▶ [Problem description]:
Scan the entries below. Report each line where the string "CommandKey" occurs.

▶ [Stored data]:
---*---

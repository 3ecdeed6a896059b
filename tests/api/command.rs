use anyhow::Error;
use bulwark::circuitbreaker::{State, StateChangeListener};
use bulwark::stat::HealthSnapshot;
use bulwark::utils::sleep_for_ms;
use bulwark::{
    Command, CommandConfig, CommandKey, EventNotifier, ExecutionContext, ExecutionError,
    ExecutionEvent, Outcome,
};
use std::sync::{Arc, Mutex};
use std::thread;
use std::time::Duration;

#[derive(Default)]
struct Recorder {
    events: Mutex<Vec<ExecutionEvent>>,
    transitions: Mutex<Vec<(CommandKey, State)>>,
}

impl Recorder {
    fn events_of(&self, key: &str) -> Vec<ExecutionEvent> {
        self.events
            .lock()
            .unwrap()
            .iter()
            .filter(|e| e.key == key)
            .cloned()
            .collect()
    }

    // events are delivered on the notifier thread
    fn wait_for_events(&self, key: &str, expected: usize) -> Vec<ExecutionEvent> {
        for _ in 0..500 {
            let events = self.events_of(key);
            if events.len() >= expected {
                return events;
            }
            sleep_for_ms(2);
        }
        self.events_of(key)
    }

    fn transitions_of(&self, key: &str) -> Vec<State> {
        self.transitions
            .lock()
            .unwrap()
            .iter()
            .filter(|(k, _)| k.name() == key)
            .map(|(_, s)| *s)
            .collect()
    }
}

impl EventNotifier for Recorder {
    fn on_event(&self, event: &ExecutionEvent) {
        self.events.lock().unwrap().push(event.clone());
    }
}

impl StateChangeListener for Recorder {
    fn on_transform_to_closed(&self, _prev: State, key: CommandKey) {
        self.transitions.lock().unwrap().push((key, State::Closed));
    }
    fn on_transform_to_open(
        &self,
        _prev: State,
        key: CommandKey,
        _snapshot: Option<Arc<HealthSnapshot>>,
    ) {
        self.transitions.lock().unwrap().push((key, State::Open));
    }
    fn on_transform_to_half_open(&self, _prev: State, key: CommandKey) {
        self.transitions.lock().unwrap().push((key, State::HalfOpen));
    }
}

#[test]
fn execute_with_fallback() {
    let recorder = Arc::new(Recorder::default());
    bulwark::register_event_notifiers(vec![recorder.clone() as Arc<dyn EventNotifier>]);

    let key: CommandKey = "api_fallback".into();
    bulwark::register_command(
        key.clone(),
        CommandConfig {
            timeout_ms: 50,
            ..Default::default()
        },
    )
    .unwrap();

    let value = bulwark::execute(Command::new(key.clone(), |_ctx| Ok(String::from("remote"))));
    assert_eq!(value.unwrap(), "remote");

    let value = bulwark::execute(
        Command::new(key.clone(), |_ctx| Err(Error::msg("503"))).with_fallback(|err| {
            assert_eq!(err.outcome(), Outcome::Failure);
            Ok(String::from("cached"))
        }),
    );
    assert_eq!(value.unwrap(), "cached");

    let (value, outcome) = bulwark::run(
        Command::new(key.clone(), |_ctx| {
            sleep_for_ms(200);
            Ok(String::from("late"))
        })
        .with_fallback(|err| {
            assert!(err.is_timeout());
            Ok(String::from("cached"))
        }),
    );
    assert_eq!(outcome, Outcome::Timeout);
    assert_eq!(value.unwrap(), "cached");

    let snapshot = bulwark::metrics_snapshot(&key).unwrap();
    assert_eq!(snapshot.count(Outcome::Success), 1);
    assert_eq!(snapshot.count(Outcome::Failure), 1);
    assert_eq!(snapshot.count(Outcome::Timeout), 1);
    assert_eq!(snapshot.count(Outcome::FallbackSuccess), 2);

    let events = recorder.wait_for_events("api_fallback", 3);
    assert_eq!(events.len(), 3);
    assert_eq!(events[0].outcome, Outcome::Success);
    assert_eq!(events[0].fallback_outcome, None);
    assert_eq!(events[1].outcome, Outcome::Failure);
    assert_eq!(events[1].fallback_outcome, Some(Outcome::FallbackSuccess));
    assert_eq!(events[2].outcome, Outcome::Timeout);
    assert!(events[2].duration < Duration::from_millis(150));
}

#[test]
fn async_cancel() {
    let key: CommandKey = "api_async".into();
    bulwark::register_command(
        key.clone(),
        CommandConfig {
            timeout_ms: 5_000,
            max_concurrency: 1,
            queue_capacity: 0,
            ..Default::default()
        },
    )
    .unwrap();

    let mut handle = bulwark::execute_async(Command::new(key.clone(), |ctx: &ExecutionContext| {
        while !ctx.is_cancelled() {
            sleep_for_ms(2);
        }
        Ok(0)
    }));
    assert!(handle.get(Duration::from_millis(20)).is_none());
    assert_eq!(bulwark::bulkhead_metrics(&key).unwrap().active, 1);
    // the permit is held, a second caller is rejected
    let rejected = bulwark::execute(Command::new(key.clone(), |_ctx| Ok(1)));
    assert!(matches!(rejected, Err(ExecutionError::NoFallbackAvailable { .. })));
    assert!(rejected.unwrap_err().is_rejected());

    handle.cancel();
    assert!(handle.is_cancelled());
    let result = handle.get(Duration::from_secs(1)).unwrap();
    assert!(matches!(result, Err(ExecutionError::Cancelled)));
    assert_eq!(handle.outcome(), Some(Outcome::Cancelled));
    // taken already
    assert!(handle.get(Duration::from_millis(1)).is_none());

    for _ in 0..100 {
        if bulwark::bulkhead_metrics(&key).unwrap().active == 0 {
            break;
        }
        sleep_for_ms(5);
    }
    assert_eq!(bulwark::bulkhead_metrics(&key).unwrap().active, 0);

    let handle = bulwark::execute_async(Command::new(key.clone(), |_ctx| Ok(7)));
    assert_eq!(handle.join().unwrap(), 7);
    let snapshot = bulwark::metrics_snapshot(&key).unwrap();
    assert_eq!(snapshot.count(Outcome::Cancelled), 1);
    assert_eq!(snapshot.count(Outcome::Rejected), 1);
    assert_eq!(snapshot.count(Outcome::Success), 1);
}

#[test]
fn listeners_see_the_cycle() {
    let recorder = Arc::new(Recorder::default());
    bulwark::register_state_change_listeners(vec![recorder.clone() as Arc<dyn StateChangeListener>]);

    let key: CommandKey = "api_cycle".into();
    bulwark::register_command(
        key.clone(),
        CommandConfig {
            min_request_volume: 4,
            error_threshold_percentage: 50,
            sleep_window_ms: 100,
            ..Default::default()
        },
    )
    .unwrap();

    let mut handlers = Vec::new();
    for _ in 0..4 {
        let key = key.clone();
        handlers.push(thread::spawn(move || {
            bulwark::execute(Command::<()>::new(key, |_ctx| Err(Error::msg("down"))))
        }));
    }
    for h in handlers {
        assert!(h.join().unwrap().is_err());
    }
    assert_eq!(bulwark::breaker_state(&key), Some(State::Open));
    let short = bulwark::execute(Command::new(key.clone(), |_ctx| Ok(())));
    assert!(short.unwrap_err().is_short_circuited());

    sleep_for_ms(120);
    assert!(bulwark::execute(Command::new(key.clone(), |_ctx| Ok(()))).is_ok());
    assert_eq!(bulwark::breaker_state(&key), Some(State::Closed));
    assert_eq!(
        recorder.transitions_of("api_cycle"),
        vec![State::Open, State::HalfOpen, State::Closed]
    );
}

---*---

▶ [Response]:
    Command, CommandConfig, CommandKey, EventNotifier, ExecutionContext, ExecutionError,
    transitions: Mutex<Vec<(CommandKey, State)>>,
    fn on_transform_to_closed(&self, _prev: State, key: CommandKey) {
        key: CommandKey,
    fn on_transform_to_half_open(&self, _prev: State, key: CommandKey) {
    let key: CommandKey = "api_fallback".into();
    let key: CommandKey = "api_async".into();
    let key: CommandKey = "api_cycle".into();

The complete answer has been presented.